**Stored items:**

_ _ _

use colored::Colorize;
use std::fmt::{Display, Formatter};
use std::str::{FromStr, SplitWhitespace};

use crate::games::Board;
use crate::general::common::{NamedEntity, Res};

/// Ugi-related helpers that are used by both `motors` and `monitors`.

#[derive(Default, Debug, Copy, Clone)]
pub struct UgiCheck {
    pub val: bool,
    pub default: Option<bool>,
}

#[derive(Debug, Copy, Clone, Default)]
pub struct UgiSpin {
    pub val: i64,
    pub default: Option<i64>,
    pub min: Option<i64>,
    pub max: Option<i64>,
}

#[derive(Debug, Clone, Default)]
pub struct UgiCombo {
    pub val: String,
    pub default: Option<String>,
    pub options: Vec<String>,
}

#[derive(Debug, Clone, Default)]
pub struct UgiString {
    pub val: String,
    pub default: Option<String>,
}

#[derive(Clone, Debug)]
pub enum EngineOptionType {
    Check(UgiCheck),
    Spin(UgiSpin),
    Combo(UgiCombo),
    Button,
    UString(UgiString),
}

impl EngineOptionType {
    pub fn type_to_str(&self) -> &'static str {
        match self {
            EngineOptionType::Check(_) => "check",
            EngineOptionType::Spin(_) => "spin",
            EngineOptionType::Combo(_) => "combo",
            EngineOptionType::Button => "button",
            EngineOptionType::UString(_) => "string",
        }
    }

    pub fn value_to_str(&self) -> String {
        match self {
            EngineOptionType::Check(check) => check.val.to_string(),
            EngineOptionType::Spin(spin) => spin.val.to_string(),
            EngineOptionType::Combo(combo) => combo.val.to_string(),
            EngineOptionType::Button => "<Button>".to_string(),
            EngineOptionType::UString(string) => string.val.clone(),
        }
    }
}
impl Display for EngineOptionType {
    fn fmt(&self, f: &mut Formatter<'_>) -> std::fmt::Result {
        write!(f, "type {}", self.type_to_str())?;
        match self {
            EngineOptionType::Check(c) => {
                if let Some(b) = c.default {
                    write!(f, " default {b}")?;
                }
            }
            EngineOptionType::Spin(s) => {
                let default = s
                    .default
                    .map(|x| format!(" default {}", x))
                    .unwrap_or_else(String::default);
                let min = s
                    .min
                    .map(|x| format!(" min {}", x))
                    .unwrap_or_else(String::default);
                let max = s
                    .max
                    .map(|x| format!(" max {}", x))
                    .unwrap_or_else(String::default);
                write!(f, "{default}{min}{max}")?;
            }
            EngineOptionType::Combo(c) => {
                let default = c
                    .default
                    .clone()
                    .map(|_x| " default x".to_string())
                    .unwrap_or_else(String::default);
                for o in &c.options {
                    write!(f, " var {o}")?;
                }
                write!(f, " default {default}")?;
            }
            EngineOptionType::Button => { /*nothing to do*/ }
            EngineOptionType::UString(s) => {
                if let Some(string) = &s.default {
                    write!(f, " value {string}")?;
                }
            }
        }
        Ok(())
    }
}

#[derive(Debug, Eq, PartialEq, Clone)]
pub enum EngineOptionName {
    Hash,
    Threads,
    Ponder,
    MultiPv,
    UciElo,
    MoveOverhead,
    Other(String),
}

impl EngineOptionName {
    pub fn name(&self) -> &str {
        match self {
            EngineOptionName::Hash => "Hash",
            EngineOptionName::Threads => "Threads",
            EngineOptionName::Ponder => "Ponder",
            EngineOptionName::MultiPv => "MultiPV",
            EngineOptionName::UciElo => "UCI_Elo",
            EngineOptionName::MoveOverhead => "MoveOverhead",
            EngineOptionName::Other(x) => x,
        }
    }
}

impl Display for EngineOptionName {
    fn fmt(&self, f: &mut Formatter<'_>) -> std::fmt::Result {
        write!(f, "{}", self.name())
    }
}

impl FromStr for EngineOptionName {
    type Err = String;

    fn from_str(s: &str) -> Result<Self, Self::Err> {
        Ok(match s.to_ascii_lowercase().as_str() {
            "hash" => EngineOptionName::Hash,
            "threads" => EngineOptionName::Threads,
            "ponder" => EngineOptionName::Ponder,
            "multipv" => EngineOptionName::MultiPv,
            "uci_elo" => EngineOptionName::UciElo,
            "move overhead" | "moveoverhead" => EngineOptionName::MoveOverhead,
            _ => EngineOptionName::Other(s.to_string()),
        })
    }
}

#[derive(Debug, Clone)]
pub struct EngineOption {
    pub name: EngineOptionName,
    pub value: EngineOptionType,
}

impl Default for EngineOption {
    fn default() -> Self {
        EngineOption {
            name: EngineOptionName::Other(String::default()),
            value: EngineOptionType::Button,
        }
    }
}

impl Display for EngineOption {
    fn fmt(&self, f: &mut Formatter<'_>) -> std::fmt::Result {
        write!(
            f,
            "name {name} {value}",
            name = self.name,
            value = self.value
        )
    }
}

impl NamedEntity for EngineOption {
    fn short_name(&self) -> String {
        self.name.name().to_string()
    }

    fn long_name(&self) -> String {
        format!("{self}")
    }

    fn description(&self) -> Option<String> {
        None
    }
}

pub fn parse_ugi_position<B: Board>(words: &mut SplitWhitespace, old_board: &B) -> Res<B> {
    // let input = words.remainder().unwrap_or_default().trim();
    let position_word = words
        .next()
        .ok_or_else(|| "Missing position after 'position' command".to_string())?;
    Ok(match position_word {
        "fen" | "f" => B::read_fen_and_advance_input(words)?,
        "startpos" | "s" => B::startpos(old_board.settings()),
        "old" | "o" | "previous" | "p" => *old_board,
        name => B::from_name(name).map_err(|err| {
            format!(
                "{err} Additionally, '{0}', '{1}' and '{2}' are also always recognized.",
                "startpos".bold(),
                "fen <fen>".bold(),
                "old".bold()
            )
        })?,
    })
}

_ _ _

**Your objective:**
Write only the number of lines in the entries where the string "Debug" occurs.

**Task response:**
7